2010-08-19 23:58:50 | ブルガリア・ルーマニア
 バチコヴォ僧院で親子の男性達が話しかけてきた。
 父親の名はトニー、息子はアレクサンドルという。

 どこから来たのかという話になり、遠い国日本からよく来てくれたと歓迎してくれた。
 職業は何かと聞かれたので学生と答えた。美術大学で彫刻を専攻していると。
 そして Budapest (ブダペスト)(ハンガリー)で作った国際学生証を見せた。

 これは前回書いたように、長い説明や相手からの嫉妬を避ける為の方便だ。
 ところがいつもならああそうかで終わるのだが、今回は少し勝手が違った。

 「おお、これはまさしく神の思(おぼ)し召しだ。」

 そう言いながら、トニーがハグをしてきた。なんと彼は本物の彫刻家だったのだ。
 息子のアレクサンドルは弁護士で、他に美術大学に通う娘がいるらしい。

 澄んだ瞳をしたトニーの喜ぶ姿を見ると心が痛んだ。
 かと言って、いや実は・・・と前言を撤回するだけの勇気もなかった。

 実はこの日、離れて住む親子が久々に再会した日らしい。アレクサンドルはこれから更なる飛躍を迎えるにあたり父と再会したかったそうだ。
 


 そんなタイミングで出会った自分が彫刻専攻の学生ということで、偶然の一致とばかりトニーのテンションは高まったのだった。
 


 アレクサンドルと別れた後、トニーが私の友人を紹介したいと言った。
 ブルガリア第二の都市 Plovdiv (プロヴディフ)に彼の友人がいるらしい。

 どちらにせよプロヴディフに戻らなくてはならないので、彼に任せることにした。



 トニーから紹介された友人はごっつい体格をした男性だった。
 職業は警察官で、元オリンピック代表のボート選手だったらしい。

 トニーと三人で食事をしたのだが、正直この男性(元五輪選手)はかなり自分本位なところがあったように思える。
 
 たとえば、電話番号を教えてくれと言われたので紙に書いて渡すと、彼はいきなり携帯電話でその番号に電話をかけた。そして、話してみろと言う。
 電話に出た家族は眠そうな声で突然の電話に応対していた。時差があるので日本は夜中だったのだ。

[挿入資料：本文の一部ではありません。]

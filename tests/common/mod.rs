#![allow(dead_code)]

use async_trait::async_trait;
use claims_etl::core::{ColumnMeta, QueryResult, Warehouse};
use claims_etl::utils::error::{EtlError, Result};
use serde_json::Value;
use std::sync::{Arc, Mutex};

pub type Responder = fn(&str) -> Result<QueryResult>;

/// Records every statement and answers with `respond`.
#[derive(Clone)]
pub struct RecordingWarehouse {
    statements: Arc<Mutex<Vec<String>>>,
    respond: Responder,
}

impl RecordingWarehouse {
    pub fn new(respond: Responder) -> Self {
        Self {
            statements: Arc::new(Mutex::new(Vec::new())),
            respond,
        }
    }

    pub fn statements(&self) -> Vec<String> {
        self.statements.lock().unwrap().clone()
    }

    pub fn executed_matching(&self, needle: &str) -> Vec<String> {
        self.statements()
            .into_iter()
            .filter(|s| s.contains(needle))
            .collect()
    }
}

#[async_trait]
impl Warehouse for RecordingWarehouse {
    async fn execute(&self, sql: &str) -> Result<QueryResult> {
        self.statements.lock().unwrap().push(sql.to_string());
        (self.respond)(sql)
    }
}

pub fn column(name: &str, data_type: &str) -> ColumnMeta {
    ColumnMeta {
        name: name.to_string(),
        data_type: data_type.to_string(),
        scale: Some(0),
    }
}

pub fn single_value(name: &str, value: Value) -> QueryResult {
    QueryResult {
        columns: vec![column(name, "fixed")],
        rows: vec![vec![value]],
    }
}

pub fn rows_loaded(n: u64) -> QueryResult {
    single_value("rows_loaded", Value::from(n))
}

pub fn sql_failure(message: &str) -> EtlError {
    EtlError::SqlError {
        message: message.to_string(),
        sql_state: Some("42S02".to_string()),
    }
}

 また、トニーが持参したイコンを見せると、1枚くれと強引に自分のものにしていたし、2軒目のレストラン(こちらはすでに満腹だったが、彼が行きたがった)では、若い女性グループを凝視していた。
 どうやら日本人の青年をダシにしてナンパしたいらしい。
 妻子持ちのこの男性、完全な肉食系だった。

 その隣で、こちらに対しトニーが申し訳なさそうな顔をしている。
 その意味を理解しながら、こちらは更に心を痛めていた。
 この時トニーと自分はお互いに相手に負い目を感じているという不思議な関係だったと思う。

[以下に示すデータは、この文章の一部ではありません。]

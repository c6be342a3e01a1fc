//! HTTP transport shared by every API client.
//!
//! Retries happen here and only here: idempotent-looking failures (throttling,
//! gateway errors, dropped connections) are retried with exponential backoff,
//! everything else is handed back to the caller untouched.

use crate::config::settings::RetryConfig;
use crate::utils::error::Result;
use reqwest::header::RETRY_AFTER;
use reqwest::{Client, RequestBuilder, Response, StatusCode};
use std::time::Duration;

#[derive(Debug, Clone)]
pub struct RetryPolicy {
    pub max_retries: u32,
    pub backoff_factor: Duration,
    pub max_backoff: Duration,
    pub status_forcelist: Vec<u16>,
}

impl Default for RetryPolicy {
    fn default() -> Self {
        Self::from(&RetryConfig::default())
    }
}

impl From<&RetryConfig> for RetryPolicy {
    fn from(config: &RetryConfig) -> Self {
        Self {
            max_retries: config.max_retries,
            backoff_factor: Duration::from_secs_f64(config.backoff_factor_secs.max(0.0)),
            max_backoff: Duration::from_secs(config.max_backoff_secs),
            status_forcelist: config.status_forcelist.clone(),
        }
    }
}

impl RetryPolicy {
    /// No retries at all; handy for tests that assert exact hit counts.
    pub fn none() -> Self {
        Self {
            max_retries: 0,
            ..Self::default()
        }
    }

    pub fn with_backoff_factor(mut self, factor: Duration) -> Self {
        self.backoff_factor = factor;
        self
    }

    pub fn should_retry_status(&self, status: StatusCode) -> bool {
        self.status_forcelist.contains(&status.as_u16())
    }

    /// Delay before retry number `retry` (1-based). The first retry is
    /// immediate; after that the delay doubles from `2 * factor`.
    pub fn backoff_for(&self, retry: u32) -> Duration {
        if retry <= 1 {
            return Duration::ZERO;
        }
        let multiplier = 2u32.saturating_pow(retry - 1);
        self.backoff_factor
            .saturating_mul(multiplier)
            .min(self.max_backoff)
    }

    fn retry_after(&self, response: &Response) -> Option<Duration> {
        if !matches!(
            response.status(),
            StatusCode::TOO_MANY_REQUESTS | StatusCode::SERVICE_UNAVAILABLE
        ) {
            return None;
        }
        let seconds: u64 = response
            .headers()
            .get(RETRY_AFTER)?
            .to_str()
            .ok()?
            .trim()
            .parse()
            .ok()?;
        Some(Duration::from_secs(seconds).min(self.max_backoff))
    }
}

fn is_transient(error: &reqwest::Error) -> bool {
    error.is_connect() || error.is_timeout() || error.is_request()
}

/// A `reqwest::Client` paired with a retry policy.
#[derive(Debug, Clone)]
pub struct HttpClient {
    client: Client,
    policy: RetryPolicy,
}

impl HttpClient {
    pub fn new(policy: RetryPolicy) -> Result<Self> {
        let client = Client::builder()
            .user_agent(concat!("claims-etl/", env!("CARGO_PKG_VERSION")))
            .build()?;
        Ok(Self { client, policy })
    }

    pub fn client(&self) -> &Client {
        &self.client
    }

    /// Sends the request, retrying per policy. After the last attempt the
    /// final response is returned whatever its status, so callers decide how
    /// to treat it.
    pub async fn send(&self, request: RequestBuilder) -> Result<Response> {
        let mut retry = 0u32;
        loop {
            let attempt = match request.try_clone() {
                Some(attempt) => attempt,
                // Streaming bodies cannot be replayed.
                None => return Ok(request.send().await?),
            };

            match attempt.send().await {
                Ok(response)
                    if retry < self.policy.max_retries
                        && self.policy.should_retry_status(response.status()) =>
                {
                    retry += 1;
                    let delay = self
                        .policy
                        .retry_after(&response)
                        .unwrap_or_else(|| self.policy.backoff_for(retry));
                    tracing::warn!(
                        "HTTP {} from {}; retry {}/{} in {:?}",
                        response.status(),
                        response.url(),
                        retry,
                        self.policy.max_retries,
                        delay
                    );
                    tokio::time::sleep(delay).await;
                }
                Ok(response) => return Ok(response),
                Err(e) if retry < self.policy.max_retries && is_transient(&e) => {
                    retry += 1;
                    let delay = self.policy.backoff_for(retry);
                    tracing::warn!(
                        "Request failed ({}); retry {}/{} in {:?}",
                        e,
                        retry,
                        self.policy.max_retries,
                        delay
                    );
                    tokio::time::sleep(delay).await;
                }
                Err(e) => return Err(e.into()),
            }
        }
    }
}
pub mod settings;

#[cfg(feature = "cli")]
pub mod cli;

#[cfg(feature = "lambda")]
pub mod lambda;

pub use settings::AppConfig;

#[cfg(feature = "cli")]
pub use cli::{CliConfig, Command};
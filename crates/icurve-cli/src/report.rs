//! Rendering of trajectories, sweeps and sliders for the CLI and the MCP tools.

use std::io::Write;

use icurve_core::{ParameterField, SliderSpec, SweepPoint, Trajectory};

/// JSON summary of a trajectory; `points` holds `[t, I]` pairs when requested.
pub fn trajectory_json(trajectory: &Trajectory, include_points: bool) -> serde_json::Value {
    let mut json = serde_json::json!({
        "params": trajectory.params(),
        "len": trajectory.len(),
        "peak": trajectory.peak(),
        "min": trajectory.min(),
        "final": trajectory.last(),
    });
    if include_points {
        let points: Vec<[f64; 2]> = trajectory.points().map(|(t, v)| [t, v]).collect();
        json["points"] = serde_json::json!(points);
    }
    json
}

pub fn sweep_json(field: ParameterField, points: &[SweepPoint]) -> serde_json::Value {
    let entries: Vec<serde_json::Value> = points
        .iter()
        .map(|p| match &p.outcome {
            Ok(t) => serde_json::json!({
                "value": p.value,
                "peak": t.peak(),
                "final": t.last(),
            }),
            Err(e) => serde_json::json!({
                "value": p.value,
                "error": e.to_string(),
            }),
        })
        .collect();
    serde_json::json!({
        "field": field,
        "count": entries.len(),
        "points": entries,
    })
}

pub fn sliders_json() -> serde_json::Value {
    serde_json::json!(SliderSpec::all())
}

pub fn write_csv(out: &mut impl Write, trajectory: &Trajectory) -> std::io::Result<()> {
    writeln!(out, "t,I")?;
    for (t, v) in trajectory.points() {
        writeln!(out, "{t:.3},{v}")?;
    }
    Ok(())
}

pub fn write_summary(out: &mut impl Write, trajectory: &Trajectory) -> std::io::Result<()> {
    let p = trajectory.params();
    let peak = trajectory.peak();
    let min = trajectory.min();
    let last = trajectory.last();
    writeln!(
        out,
        "params:  I0={} N={} tau={} gamma={} lambda={} alpha={}",
        p.i0, p.n, p.tau, p.gamma, p.lambda, p.alpha
    )?;
    writeln!(out, "samples: {}", trajectory.len())?;
    writeln!(out, "start:   {}", p.i0)?;
    writeln!(out, "peak:    {} at t={:.3}", peak.value, peak.time)?;
    writeln!(out, "min:     {} at t={:.3}", min.value, min.time)?;
    writeln!(out, "final:   {} at t={:.3}", last.value, last.time)?;
    Ok(())
}

pub fn write_sweep(
    out: &mut impl Write,
    field: ParameterField,
    points: &[SweepPoint],
) -> std::io::Result<()> {
    writeln!(out, "{field},peak,final")?;
    for p in points {
        match &p.outcome {
            Ok(t) => writeln!(out, "{},{},{}", p.value, t.peak().value, t.last().value)?,
            Err(e) => writeln!(out, "{},error,{e}", p.value)?,
        }
    }
    Ok(())
}

pub fn write_sliders(out: &mut impl Write) -> std::io::Result<()> {
    for s in SliderSpec::all() {
        writeln!(
            out,
            "{:<7} min={} max={} step={}",
            s.field.name(),
            s.min,
            s.max,
            s.step
        )?;
    }
    Ok(())
}
//! Saturating growth-minus-decay recurrence engine.
//!
//! Computes the trajectory of a single scalar state `I` over a fixed time
//! grid `[0, 1)` sampled at step 0.001:
//!
//! ```text
//! I ← I + N·(1 − exp(−I·λ·τ / N)) − γ·I
//! ```
//!
//! Zero I/O and no process-wide state: each call is a pure function of its
//! [`Parameters`], safe to run concurrently from any number of callers.

pub mod constants;
pub mod engine;
pub mod error;
pub mod grid;
pub mod params;
pub mod slider;
pub mod trajectory;

pub use constants::{GRID_LEN, GRID_START, GRID_STEP, MAX_EXPONENT, SLIDER_STEPS};
pub use engine::{Samples, generate, growth, step};
pub use error::{EngineError, Result};
pub use grid::{time_at, times};
pub use params::{ParameterField, Parameters};
pub use slider::{SliderSpec, SweepPoint, sweep, sweep_slider};
pub use trajectory::{Sample, Trajectory};
/// Number of samples on the fixed time grid.
pub const GRID_LEN: usize = 1000;

/// Grid origin.
pub const GRID_START: f64 = 0.0;

/// Spacing between successive grid points.
pub const GRID_STEP: f64 = 0.001;

/// Magnitude bound on the growth exponent `I·λ·τ/N`.
/// exp(700) ≈ 1e304 is still finite; beyond it `1 - exp(-x)` is 1.0 in f64.
pub const MAX_EXPONENT: f64 = 700.0;

/// Number of discrete steps across each slider's range.
pub const SLIDER_STEPS: usize = 100;

// --- Reset defaults ---

pub const DEFAULT_I0: f64 = 1e3;
pub const DEFAULT_N: f64 = 1e6;
pub const DEFAULT_TAU: f64 = 1.0;
pub const DEFAULT_GAMMA: f64 = 0.0;
pub const DEFAULT_LAMBDA: f64 = 50.0;
pub const DEFAULT_ALPHA: f64 = 1.0;

// --- Slider maxima (all sliders start at 0) ---

pub const MAX_I0: f64 = 1e3;
pub const MAX_N: f64 = 1e6;
pub const MAX_TAU: f64 = 1.0;
pub const MAX_GAMMA: f64 = 1.0;
pub const MAX_LAMBDA: f64 = 50.0;
pub const MAX_ALPHA: f64 = 1.0;
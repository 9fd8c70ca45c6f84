//! The fixed sampling grid `[0, 1)` at step 0.001.
//!
//! Grid points are computed as `start + k * step` rather than by repeated
//! addition, so `time_at(999)` is 0.999 and not an accumulated 0.99899...

use crate::constants::{GRID_LEN, GRID_START, GRID_STEP};

/// Time of grid point `k`.
pub fn time_at(k: usize) -> f64 {
    GRID_START + k as f64 * GRID_STEP
}

/// All grid times in increasing order.
pub fn times() -> impl ExactSizeIterator<Item = f64> + Clone {
    (0..GRID_LEN).map(time_at)
}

 結局トニーが説得してナンパを断念させ、この男性との食事会はお開きになった。
 正直なところ2軒目を想定していなかったので、2軒目の店では満腹でほとんど口に出来なかった。
 それでも食事をおごってもらい、その後泊めてもらったのだから感謝したい。ここで言いたかったのは、この男性への非難ではなく、それよりもひどいことをしているという罪悪感が自分にあったことだ。
 


 翌日トニーが、ここから列車で2時間半離れた Simeonovegrad (シメオノヴグラッド)へ立ち寄って行けと言う。彼の家がそこにあるらしい。

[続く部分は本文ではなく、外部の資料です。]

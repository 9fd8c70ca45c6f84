use icurve_core::{ParameterField, Parameters, Trajectory, sweep_slider};
use rmcp::handler::server::router::tool::ToolRouter;
use rmcp::handler::server::wrapper::Parameters as ToolParams;
use rmcp::model::*;
use rmcp::{ErrorData as McpError, ServerHandler, tool, tool_handler, tool_router};
use schemars::JsonSchema;
use serde::Deserialize;

use crate::report;

/// Stateless: every tool call computes from its own arguments.
#[derive(Clone)]
pub struct IcurveServer {
    tool_router: ToolRouter<Self>,
}

impl IcurveServer {
    pub fn new() -> Self {
        Self {
            tool_router: Self::tool_router(),
        }
    }
}

impl Default for IcurveServer {
    fn default() -> Self {
        Self::new()
    }
}

// --- Tool parameter types ---

/// Per-field overrides of the default parameter set. Omitted fields keep
/// their default (I0=1000, N=1e6, tau=1, gamma=0, lambda=50, alpha=1).
#[derive(Debug, Default, Deserialize, JsonSchema)]
struct ParamOverrides {
    /// Initial value of the state variable
    #[serde(rename = "I0")]
    i0: Option<f64>,
    /// Saturation scale, must be > 0
    #[serde(rename = "N")]
    n: Option<f64>,
    /// Time-step scale of the growth term
    tau: Option<f64>,
    /// Fraction of the state removed each step
    gamma: Option<f64>,
    /// Growth-rate coefficient
    lambda: Option<f64>,
    /// Accepted but has no effect on the trajectory
    alpha: Option<f64>,
}

impl ParamOverrides {
    fn resolve(&self) -> Parameters {
        [
            (ParameterField::I0, self.i0),
            (ParameterField::N, self.n),
            (ParameterField::Tau, self.tau),
            (ParameterField::Gamma, self.gamma),
            (ParameterField::Lambda, self.lambda),
            (ParameterField::Alpha, self.alpha),
        ]
        .into_iter()
        .fold(Parameters::default(), |p, (field, value)| match value {
            Some(v) => p.with(field, v),
            None => p,
        })
    }
}

#[derive(Debug, Deserialize, JsonSchema)]
struct GenerateRequest {
    #[serde(flatten)]
    params: ParamOverrides,
    /// Include all 1000 `[t, I]` points (default true)
    include_points: Option<bool>,
}

#[derive(Debug, Deserialize, JsonSchema)]
struct SweepRequest {
    /// Parameter to sweep: one of I0, N, tau, gamma, lambda, alpha
    field: String,
    #[serde(flatten)]
    params: ParamOverrides,
    /// Use every K-th of the 101 slider positions (default 10)
    every: Option<usize>,
}

fn json_result(value: &serde_json::Value) -> CallToolResult {
    CallToolResult::success(vec![Content::text(
        serde_json::to_string_pretty(value).unwrap_or_default(),
    )])
}

#[tool_router]
impl IcurveServer {
    #[tool(
        description = "Compute the 1000-sample trajectory of I over t = 0.000..0.999 under I <- I + N(1 - exp(-I*lambda*tau/N)) - gamma*I. Any omitted parameter takes its default. Returns params, peak, min, final sample and (unless include_points is false) all [t, I] points."
    )]
    async fn icurve_generate(
        &self,
        ToolParams(req): ToolParams<GenerateRequest>,
    ) -> Result<CallToolResult, McpError> {
        let params = req.params.resolve();
        let trajectory = Trajectory::compute(params)
            .map_err(|e| McpError::invalid_params(e.to_string(), None))?;
        tracing::debug!(?params, "generated trajectory");
        Ok(json_result(&report::trajectory_json(
            &trajectory,
            req.include_points.unwrap_or(true),
        )))
    }

    #[tool(description = "Return the default (reset) parameter set.")]
    async fn icurve_defaults(&self) -> Result<CallToolResult, McpError> {
        let json = serde_json::json!(Parameters::default());
        Ok(json_result(&json))
    }

    #[tool(description = "List the slider bounds (min, max, step) for every parameter.")]
    async fn icurve_sliders(&self) -> Result<CallToolResult, McpError> {
        Ok(json_result(&report::sliders_json()))
    }

    #[tool(
        description = "Sweep one parameter across its slider positions with the others fixed, returning peak and final value per position. Positions that are invalid (N = 0) report an error entry instead."
    )]
    async fn icurve_sweep(
        &self,
        ToolParams(req): ToolParams<SweepRequest>,
    ) -> Result<CallToolResult, McpError> {
        let field: ParameterField = req
            .field
            .parse()
            .map_err(|e: String| McpError::invalid_params(e, None))?;
        let base = req.params.resolve();
        let points = sweep_slider(base, field, req.every.unwrap_or(10));
        Ok(json_result(&report::sweep_json(field, &points)))
    }
}

#[tool_handler]
impl ServerHandler for IcurveServer {
    fn get_info(&self) -> ServerInfo {
        ServerInfo {
            instructions: Some(
                "Computes trajectories of a single state variable I under saturating growth \
                 minus linear decay, on a fixed grid of 1000 points over t in [0, 1).\n\n\
                 - icurve_generate: one trajectory; omitted parameters take their defaults.\n\
                 - icurve_defaults: the reset parameter set.\n\
                 - icurve_sliders: the bounds each parameter is normally explored within.\n\
                 - icurve_sweep: how peak and final value respond to one parameter.\n\n\
                 N must be > 0 and every parameter finite and non-negative. alpha is accepted \
                 but currently has no effect."
                    .into(),
            ),
            capabilities: ServerCapabilities::builder().enable_tools().build(),
            ..Default::default()
        }
    }
}

#[cfg(test)]
mod tests {
    use super::*;

    fn text_from_result(result: &CallToolResult) -> String {
        result
            .content
            .iter()
            .filter_map(|c| match &c.raw {
                RawContent::Text(t) => Some(t.text.clone()),
                _ => None,
            })
            .collect::<Vec<_>>()
            .join("")
    }

    fn parse_result(result: &CallToolResult) -> serde_json::Value {
        let text = text_from_result(result);
        serde_json::from_str(&text).expect("handler should return valid JSON")
    }

    #[tokio::test]
    async fn test_generate_defaults() {
        let server = IcurveServer::new();
        let result = server
            .icurve_generate(ToolParams(GenerateRequest {
                params: ParamOverrides::default(),
                include_points: None,
            }))
            .await
            .unwrap();

        let json = parse_result(&result);
        assert_eq!(json["len"], 1000);
        assert_eq!(json["params"]["I0"], 1000.0);
        assert_eq!(json["points"].as_array().unwrap().len(), 1000);
    }

    #[tokio::test]
    async fn test_generate_decay_only() {
        let server = IcurveServer::new();
        let result = server
            .icurve_generate(ToolParams(GenerateRequest {
                params: ParamOverrides {
                    gamma: Some(0.1),
                    lambda: Some(0.0),
                    ..ParamOverrides::default()
                },
                include_points: Some(true),
            }))
            .await
            .unwrap();

        let json = parse_result(&result);
        let second = json["points"][1][1].as_f64().unwrap();
        assert!((second - 900.0).abs() < 1e-9);
        assert_eq!(json["peak"]["index"], 0);
    }

    #[tokio::test]
    async fn test_generate_without_points() {
        let server = IcurveServer::new();
        let result = server
            .icurve_generate(ToolParams(GenerateRequest {
                params: ParamOverrides::default(),
                include_points: Some(false),
            }))
            .await
            .unwrap();
        assert!(parse_result(&result).get("points").is_none());
    }

    #[tokio::test]
    async fn test_generate_rejects_zero_n() {
        let server = IcurveServer::new();
        let err = server
            .icurve_generate(ToolParams(GenerateRequest {
                params: ParamOverrides {
                    n: Some(0.0),
                    ..ParamOverrides::default()
                },
                include_points: None,
            }))
            .await
            .unwrap_err();
        assert!(err.message.contains("N"), "got: {}", err.message);
    }

    #[tokio::test]
    async fn test_defaults_tool() {
        let server = IcurveServer::new();
        let json = parse_result(&server.icurve_defaults().await.unwrap());
        assert_eq!(json["N"], 1e6);
        assert_eq!(json["lambda"], 50.0);
    }

    #[tokio::test]
    async fn test_sliders_tool() {
        let server = IcurveServer::new();
        let json = parse_result(&server.icurve_sliders().await.unwrap());
        let sliders = json.as_array().unwrap();
        assert_eq!(sliders.len(), 6);
        assert_eq!(sliders[0]["field"], "I0");
    }

    #[tokio::test]
    async fn test_sweep_tool() {
        let server = IcurveServer::new();
        let result = server
            .icurve_sweep(ToolParams(SweepRequest {
                field: "N".to_string(),
                params: ParamOverrides::default(),
                every: Some(50),
            }))
            .await
            .unwrap();
        let json = parse_result(&result);
        assert_eq!(json["count"], 3);
        assert!(json["points"][0].get("error").is_some());
        assert!(json["points"][2].get("peak").is_some());
    }

    #[tokio::test]
    async fn test_sweep_unknown_field() {
        let server = IcurveServer::new();
        let err = server
            .icurve_sweep(ToolParams(SweepRequest {
                field: "beta".to_string(),
                params: ParamOverrides::default(),
                every: None,
            }))
            .await
            .unwrap_err();
        assert!(err.message.contains("beta"));
    }

    #[test]
    fn test_tool_registration() {
        let server = IcurveServer::new();
        let info = server.get_info();

        assert!(info.instructions.is_some());
        assert!(info.capabilities.tools.is_some());
    }
}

 お詫びの言葉を言わなければならないという思いもあり、彼の誘いに従うことにした。
 どこかのタイミングでお詫びをしなければならない。



 トニーの家に着くと、昔娘さんが使っていた部屋を貸してくれた。そこには壁に直接描いた絵があった。娘さんはトニーから芸術的才能を受け継いだのだろう。
 トニーの奥さんはすでに亡くなっているらしく、二人の子供達は親元を離れて暮らしている。トニーは一人で寂しく暮らしているらしかった。それだけに突然の来訪者が嬉しかったのだと思う。



 翌朝、車で20分位離れた街に住むトニーの母親の元を訪れた。彼女の作ってくれたパンケーキが美味しかったのを覚えている。



 ちなみにこの街に住む人々の平均月収は約$50らしい。仕事が少ないようだ。



 その後、トニーの仕事場に案内された。正直現在仕事をしているようには見えなかった。不況で売れないのかもしれない。
 彼の作品を見せてもらった後、彼からビジネスの話を持ちかけられた。イコン1枚$30で50枚ほど買わないかと言う。
 学生だからお金が無いとここでも学生を名乗ってしまった。学生という立場は言い訳に便利なのだ。もう実は学生ではないと言えなくなってしまった。

 その後、彫刻刀を渡され君も彫ってみてくれと言われた。一番恐れていた瞬間だった。
 彫る真似だけして彫刻刀を返したのだが、手つきを見れば素人だと分かるだろう。

 今までの自分の態度(自分は嘘が下手なのでずっと心苦しそうにしていたと思う)と、この時の手つきから、トニーは真相が分かったのだと思う。とても優しい慈愛の眼差しになった。



 そこから駅まで送ってもらい、トニーとハグをして別れた。

 プロヴディフ行きの列車でトニーの眼差しは赦しの眼差しだったことに気付いた。
 心の中で詫び続けた自分に対し、彼は無言で許してくれたのだと思う。

 嘘をつくならつき通せと誰かが言っていたが、結局今までトニーにきちんと懺悔(ざんげ)をしていない。
 彼は今どうしているだろう。



 トニー、どうもありがとう。そして、ごめんなさい。



 この嘘は一生本人につき通す嘘になるだろう。どんな嘘であれ、嘘というのは墓場まで持っていく位の覚悟が必要だと感じた出来事だった。



 (追記)

 2011年3月18日、実家から連絡があった。「ブルガリアのトニーさんから電話が来た」とのことだった。
 東北地方太平洋沖地震とその後の福島第一原発事故のニュースを知って心配してくれたのだろう。
 十年以上音信不通だったにもかかわらず、昔出会った旅人のことをきちんと覚えてくれていて心配の電話をかけてくれたのだ。
 たくさんの元気をもらったと思う。

 こちらから電話をかけてみたが、教わった電話番号は通じなかった。メールや手紙も送ってみたが返事は来ていない。

 しかし彼に届いて欲しい。心から感謝していると。